Acetyl-CoA carboxylase (ACC) is a major rate-limiting enzyme of fatty acid biosynthesis; its product, malonyl-CoA, also contributes to the regulation of fatty acid oxidation and elongation. Using monospecific antibodies directed against rat liver ACC and N- and C-terminal antipeptide antibodies raised against predicted sequences of the cloned ACC of Mr 265,000, we have identified a unique biotin-containing cytosolic protein of molecular mass 280,000 daltons that is distinct from this 265,000-dalton protein. This protein is uniquely expressed in rat cardiac and skeletal muscle but is co-expressed with the 265,000-dalton protein in rat liver, mammary gland, and brown adipose tissue. In the fed rat, white adipose tissue contains only the 265,000-dalton protein.

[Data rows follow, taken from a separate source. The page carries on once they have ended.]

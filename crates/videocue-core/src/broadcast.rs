//! Event Broadcasting
//!
//! Fan-out of widget state changes to any number of subscribers over a
//! tokio broadcast channel. The widget core stays synchronous; a host
//! applies events on its loop and publishes the resulting changes here.
//!
//! Delivery is best-effort: a subscriber that falls behind the channel
//! capacity skips the oldest changes (tokio's lagged semantics) and keeps
//! receiving from there — caption state can always be re-queried, so a gap
//! is not fatal.

use tokio::sync::broadcast;
use tracing::debug;

use crate::StateChange;

/// Default channel capacity; generous for a widget that emits a handful of
/// changes per user action or position report.
pub const DEFAULT_CAPACITY: usize = 256;

/// Broadcasts widget state changes to subscribers.
#[derive(Debug, Clone)]
pub struct EventBroadcaster {
    tx: broadcast::Sender<StateChange>,
}

impl EventBroadcaster {
    /// Creates a broadcaster with the default capacity.
    pub fn new() -> Self {
        Self::with_capacity(DEFAULT_CAPACITY)
    }

    /// Creates a broadcaster with the given channel capacity.
    pub fn with_capacity(capacity: usize) -> Self {
        let (tx, _) = broadcast::channel(capacity);
        Self { tx }
    }

    /// Subscribes to future state changes.
    pub fn subscribe(&self) -> broadcast::Receiver<StateChange> {
        self.tx.subscribe()
    }

    /// Publishes a batch of state changes in order.
    ///
    /// Changes published while nobody is subscribed are dropped.
    pub fn publish(&self, changes: &[StateChange]) {
        for change in changes {
            if self.tx.send(change.clone()).is_err() {
                debug!(?change, "No subscribers for state change");
            }
        }
    }

    /// Returns the current subscriber count.
    pub fn subscriber_count(&self) -> usize {
        self.tx.receiver_count()
    }
}

impl Default for EventBroadcaster {
    fn default() -> Self {
        Self::new()
    }
}

// =============================================================================
// Tests
// =============================================================================
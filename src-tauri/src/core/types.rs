//! Videocue Core Type Definitions
//!
//! Defines fundamental types used throughout the project.
//! Types crossing the IPC boundary are exported to TypeScript via specta.

use serde::{Deserialize, Serialize};
use specta::Type;

// =============================================================================
// ID Types
// =============================================================================

/// Caption unique identifier (ULID)
pub type CaptionId = String;

// =============================================================================
// Time Types
// =============================================================================

/// Playback time in seconds (floating point, engine precision)
pub type TimeSec = f64;

// =============================================================================
// Media Source
// =============================================================================

/// A media source reference handed to the playback bridge.
///
/// The widget treats the reference as opaque; resolving and decoding it is
/// the playback engine's concern.
#[derive(Clone, Debug, PartialEq, Eq, Serialize, Deserialize, Type)]
#[serde(rename_all = "camelCase")]
pub struct MediaSource {
    /// Source URL or engine-specific reference
    pub url: String,
}

impl MediaSource {
    pub fn new(url: impl Into<String>) -> Self {
        Self { url: url.into() }
    }

    /// Returns true if the reference is blank (nothing to load)
    pub fn is_blank(&self) -> bool {
        self.url.trim().is_empty()
    }
}
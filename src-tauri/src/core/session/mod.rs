//! Widget Session Module
//!
//! The explicit state container behind the widget: source URL, pending
//! caption draft, caption track, and last reported playback position.
//!
//! All state transitions flow through [`SessionState::apply`] as
//! `(state, event) -> changes`, so the whole widget can be unit tested
//! without any rendering environment. The active caption is *not* stored —
//! it is a derived query ([`SessionState::active_caption`]) the caller
//! re-invokes whenever it wants a fresh answer.

mod state;

pub use state::{CaptionDraft, SessionEvent, SessionMeta, SessionState, StateChange};
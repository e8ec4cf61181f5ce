//! dbus-service-wait - wait for a D-Bus bus name to be acquired
//!
//! Usage: dbus-service-wait [-t timeout] [-d fd] BusName [prog...]
//!
//! Without `prog` the wait runs in the foreground. With `prog` this process
//! becomes `prog` right away and the wait continues in a detached
//! grandchild, which reports success through the `-d` fd.

use clap::error::ErrorKind;
use clap::Parser;

use dbus_service_wait::detach::detach;
use dbus_service_wait::timeout::DEFAULT_TIMEOUT_SECS;
use dbus_service_wait::{watch, BusKind, NotifyChannel, Result, WaitError, WatchRequest};

#[derive(Parser)]
#[command(name = "dbus-service-wait")]
#[command(about = "Waits until the specified D-Bus bus name is acquired")]
#[command(
    long_about = "Waits until the specified D-Bus bus name is acquired. \
    If prog is provided, the waiting will be done in a grandchild of prog."
)]
#[command(after_help = "Exit codes:\n  0 - name is acquired\n  1 - timeout was reached or other failure")]
struct Args {
    /// Timeout in seconds
    #[arg(
        short = 't',
        long = "timeout",
        value_name = "SECONDS",
        default_value_t = DEFAULT_TIMEOUT_SECS,
        value_parser = clap::value_parser!(u32).range(1..)
    )]
    timeout: u32,

    /// Write a newline to this fd once the name is found (must be greater than 2)
    #[arg(
        short = 'd',
        long = "notify-fd",
        value_name = "FD",
        value_parser = clap::value_parser!(i32).range(3..)
    )]
    notify_fd: Option<i32>,

    /// Bus name to wait for (exact match)
    #[arg(value_name = "BusName")]
    bus_name: String,

    /// Program to exec, with its arguments
    #[arg(value_name = "PROG", trailing_var_arg = true, allow_hyphen_values = true)]
    prog: Vec<String>,
}

fn main() {
    let args = match Args::try_parse() {
        Ok(args) => args,
        Err(e) => {
            // Help goes to stdout with 0; every usage error exits 1
            let code = match e.kind() {
                ErrorKind::DisplayHelp | ErrorKind::DisplayVersion => 0,
                _ => 1,
            };
            let _ = e.print();
            std::process::exit(code);
        }
    };

    env_logger::Builder::from_env(env_logger::Env::default().default_filter_or("warn")).init();

    if let Err(e) = run(args) {
        eprintln!("dbus-service-wait: {}", e);
        std::process::exit(e.exit_code());
    }
}

fn run(args: Args) -> Result<()> {
    let notify = args
        .notify_fd
        .map(NotifyChannel::from_raw_fd)
        .transpose()?;

    let request = WatchRequest::new(args.bus_name)?
        .timeout(args.timeout)?
        .notify(notify)
        .successor(args.prog);

    // Forks before any runtime thread exists
    let notify = detach(&request.successor, request.notify)?;

    let runtime = tokio::runtime::Builder::new_current_thread()
        .enable_all()
        .build()
        .map_err(WaitError::Runtime)?;

    let kind = BusKind::from_env();
    log::debug!(
        "Waiting up to {}s for {} on the {} bus",
        request.timeout_secs,
        request.target_name,
        kind
    );

    runtime.block_on(watch(&request.target_name, request.timeout_secs, kind, notify))
}
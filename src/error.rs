//! Error taxonomy
//!
//! Every failure is terminal: the binary prints the error to stderr and
//! exits with [`WaitError::exit_code`]. Nothing is retried.

use crate::bus::BusKind;

#[derive(Debug, thiserror::Error)]
pub enum WaitError {
    /// Bad or missing command line input
    #[error("{0}")]
    Usage(String),

    /// The -d descriptor could not be opened for writing
    #[error("fdopen {fd}: {source}")]
    NotifyFd { fd: i32, source: nix::Error },

    /// Writing the readiness byte failed
    #[error("notify: {0}")]
    Notify(#[from] std::io::Error),

    #[error("fork (step {step}): {source}")]
    Fork { step: u8, source: nix::Error },

    #[error("exec {program}: {source}")]
    Exec { program: String, source: nix::Error },

    #[error("failed to start runtime: {0}")]
    Runtime(std::io::Error),

    #[error("Failed to acquire {kind} bus: {source}")]
    Connect { kind: BusKind, source: zbus::Error },

    #[error("Failed to setup filter: {0}")]
    Filter(zbus::Error),

    #[error("Failed to query bus names: {0}")]
    Query(zbus::Error),

    /// Reading from the connection failed
    #[error("bus dispatch failed: {0}")]
    Dispatch(zbus::Error),

    /// The message stream ended; the connection is unusable
    #[error("bus connection closed")]
    BusClosed,

    #[error("Timeout reached")]
    Timeout,
}

impl WaitError {
    /// Process exit code for this error
    pub fn exit_code(&self) -> i32 {
        1
    }
}

pub type Result<T> = std::result::Result<T, WaitError>;
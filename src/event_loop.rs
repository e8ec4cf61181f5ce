//! Dispatch loop driving the matcher
//!
//! Waits on two things at once: the next ownership change from the bus and
//! the completion of the outstanding query. There is no normal exit; the
//! loop returns once the target is found or the bus fails.

use futures_lite::{Stream, StreamExt};

use crate::bus::NameDirectory;
use crate::error::{Result, WaitError};
use crate::matcher::{Matcher, Verdict};

/// Run until the target name is seen on the bus
///
/// Issues the initial query itself, so a name that is already owned is
/// reported without waiting for any event.
pub async fn run<D, S>(matcher: &mut Matcher<D>, events: S) -> Result<()>
where
    D: NameDirectory,
    S: Stream<Item = Result<()>>,
{
    futures_lite::pin!(events);

    matcher.start();

    loop {
        tokio::select! {
            // Completed replies first, so a change queued behind a reply
            // starts a fresh query instead of being swallowed
            biased;

            reply = matcher.completion() => {
                let names = reply?;
                if matcher.on_reply(&names) == Verdict::Found {
                    return Ok(());
                }
            }

            event = events.next() => match event {
                Some(Ok(())) => {
                    matcher.on_owner_changed();
                }
                Some(Err(e)) => return Err(e),
                None => return Err(WaitError::BusClosed),
            },
        }
    }
}
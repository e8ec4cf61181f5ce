//! dbus-service-wait - block until a D-Bus name is owned
//!
//! Meant as a startup gate: run it in front of a program that needs some
//! service on the bus, optionally telling a supervisor through an inherited
//! fd once the service is there.
//!
//! # Architecture
//!
//! ```text
//! ┌──────────────────────────────────────────────────┐
//! │                 dbus-service-wait                 │
//! ├──────────────────────────────────────────────────┤
//! │  detach (fork/exec)  │  notify fd  │  timeout     │
//! ├──────────────────────────────────────────────────┤
//! │  event_loop ──> matcher ──> bus (zbus session)    │
//! └──────────────────────────────────────────────────┘
//! ```

pub mod bus;
pub mod detach;
pub mod error;
pub mod event_loop;
pub mod matcher;
pub mod notify;
pub mod request;
pub mod timeout;

pub use bus::{BusKind, BusSession, NameDirectory};
pub use error::{Result, WaitError};
pub use matcher::{Matcher, Verdict};
pub use notify::NotifyChannel;
pub use request::WatchRequest;
pub use timeout::TimeoutGuard;

/// Wait for `target` on the bus chosen by `kind`, then signal `notify`
///
/// The timeout is armed before connecting, so a bus that never answers
/// still ends in [`WaitError::Timeout`].
pub async fn watch(
    target: &str,
    timeout_secs: u32,
    kind: BusKind,
    notify: Option<NotifyChannel>,
) -> Result<()> {
    let guard = TimeoutGuard::arm(timeout_secs);

    guard
        .guard(async {
            let session = BusSession::connect(kind).await?;
            // Subscribe before the first query so no change can slip between
            let events = session.owner_changes().await?;
            let mut matcher = Matcher::new(target, session.clone());
            event_loop::run(&mut matcher, events).await
        })
        .await?;

    report_found(notify);
    Ok(())
}

/// Signal readiness; the name was found even if the reader is gone
fn report_found(notify: Option<NotifyChannel>) {
    if let Some(notify) = notify {
        if let Err(e) = notify.signal() {
            log::warn!("Name found but readiness could not be written: {}", e);
        }
    }
}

Like the 265,000-dalton protein, the 280,000-dalton protein is present predominantly in the cytosolic fraction of liver. In the liver, the content of both proteins is diminished on fasting and increases on fasting/refeeding with a high carbohydrate diet. In contrast, the cardiac and skeletal muscle 280,000-dalton protein content is unaltered by nutritional manipulation. Avidin-Sepharose isolates of citrate-dependent ACC from the heart reveal only the 280,000-dalton protein, while white adipose tissue isolates show only the 265,000 form. These species differ in the sensitivity to citrate activation and in the Km for acetyl-CoA. Antibodies reactive with the 280,000-dalton protein on immunoblotting precipitate ACC activity in heart isolates, while white adipose ACC is precipitated only by antibodies specific for the 265,000-dalton species. However, in ACC isolates where both proteins are present, a heteroisozyme complex can be detected both by immunoprecipitation and by a sandwich enzyme-linked immunosorbent assay. We conclude that the 280,000-dalton protein is an isozyme of ACC, distinct from the previously cloned 265,000-dalton species. Its presence in cardiac and skeletal muscle, where fatty acid synthesis rates are low, suggest that it might play alternative roles in these tissues such as regulation of fatty acid oxidation or microsomal fatty acid elongation.